Hawklan smiled slightly at the gesture and then shrugged. ‘Here,’ he said. ‘All the time. But other places as well . . . I think . . . involved and not involved.’ He shook his head. ‘I can’t really explain. It was like a strange fragmented dream. Not unpleasant . . . but not good.’

Isloman nodded, in the absence of anything more significant to do. Each word that Hawklan spoke, and each movement he made, seemed to push the recent dark and fretful weeks further and further from Isloman’s mind. As he looked into Hawklan’s green eyes, however, he thought he saw a glimmer of great sadness, but it was gone so quickly that he could not be sure it was not some trick of the torchlight.
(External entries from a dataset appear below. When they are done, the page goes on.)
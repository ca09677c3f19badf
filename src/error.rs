//! Error types for the queued writer.

use std::io;
use std::sync::Arc;

/// Error reported by [`QueuedWriter`](crate::QueuedWriter) operations.
///
/// Errors are sticky: the first one latched by the writer stays latched for
/// the remainder of its lifetime, and every subsequent write fails fast with
/// the same value. Sink failures are shared between producers via `Arc`, so
/// the error is cheap to clone and every caller observes the same cause.
#[derive(Debug, Clone, thiserror::Error)]
pub enum WriteError {
    /// The cancellation token supplied at construction fired.
    ///
    /// Takes priority over any previously latched error.
    #[error("cancelled")]
    Cancelled,
    /// The writer was closed via [`close`](crate::QueuedWriter::close).
    #[error("writer closed")]
    Closed,
    /// The sink rejected a delivery. No buffer after the failed one is
    /// delivered.
    #[error("sink error: {0}")]
    Sink(Arc<io::Error>),
}

impl WriteError {
    /// Returns true for the closed sentinel, letting callers distinguish
    /// "I closed this myself" from a sink failure.
    pub fn is_closed(&self) -> bool {
        matches!(self, WriteError::Closed)
    }

    /// Returns the underlying sink error, if any.
    pub fn sink_error(&self) -> Option<&io::Error> {
        match self {
            WriteError::Sink(e) => Some(e),
            _ => None,
        }
    }
}

impl From<io::Error> for WriteError {
    fn from(e: io::Error) -> Self {
        WriteError::Sink(Arc::new(e))
    }
}

#[cfg(test)]
mod tests {
    use super::*;

    #[test]
    fn test_write_error_display() {
        assert_eq!(WriteError::Cancelled.to_string(), "cancelled");
        assert_eq!(WriteError::Closed.to_string(), "writer closed");

        let err = WriteError::from(io::Error::new(io::ErrorKind::BrokenPipe, "pipe burst"));
        assert!(err.to_string().contains("pipe burst"));
    }

    #[test]
    fn test_accessors() {
        assert!(WriteError::Closed.is_closed());
        assert!(!WriteError::Cancelled.is_closed());

        let err = WriteError::from(io::Error::new(io::ErrorKind::Other, "boom"));
        assert!(!err.is_closed());
        assert_eq!(err.sink_error().unwrap().to_string(), "boom");
        assert!(WriteError::Closed.sink_error().is_none());
    }

    #[test]
    fn test_clones_share_cause() {
        let err = WriteError::from(io::Error::new(io::ErrorKind::Other, "boom"));
        let clone = err.clone();
        assert_eq!(clone.to_string(), err.to_string());
    }
}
Then Hawklan’s smile cut through all his uncertainties. ‘Still,’ he said cheerfully. ‘I’m here now, without a doubt, and very glad to be so. We’ll talk more later. Right now, we’ve other matters to attend to.’

Gently, he took his sword from Isloman’s hand and fastened it deftly to his belt. Looking down at his hands he flexed his fingers, then his wrists and arms. ‘How strange,’ he said. ‘After all that stillness. No stiffness. No stiffness anywhere.’

‘Did the . . . noise wake you?’ Isloman said, still searching for some point of stability.

Hawklan turned to look down the tunnels facing them.

‘No,’ he said thoughtfully. ‘It was a silence, not a noise. Something . . . someone reached out, and . . .’ He hesitated. ‘. . . brought me together again, here, now.’

‘Silence?’ said Isloman disbelievingly, remembering vividly the crushing sounds that had borne him to the ground and sent him into oblivion.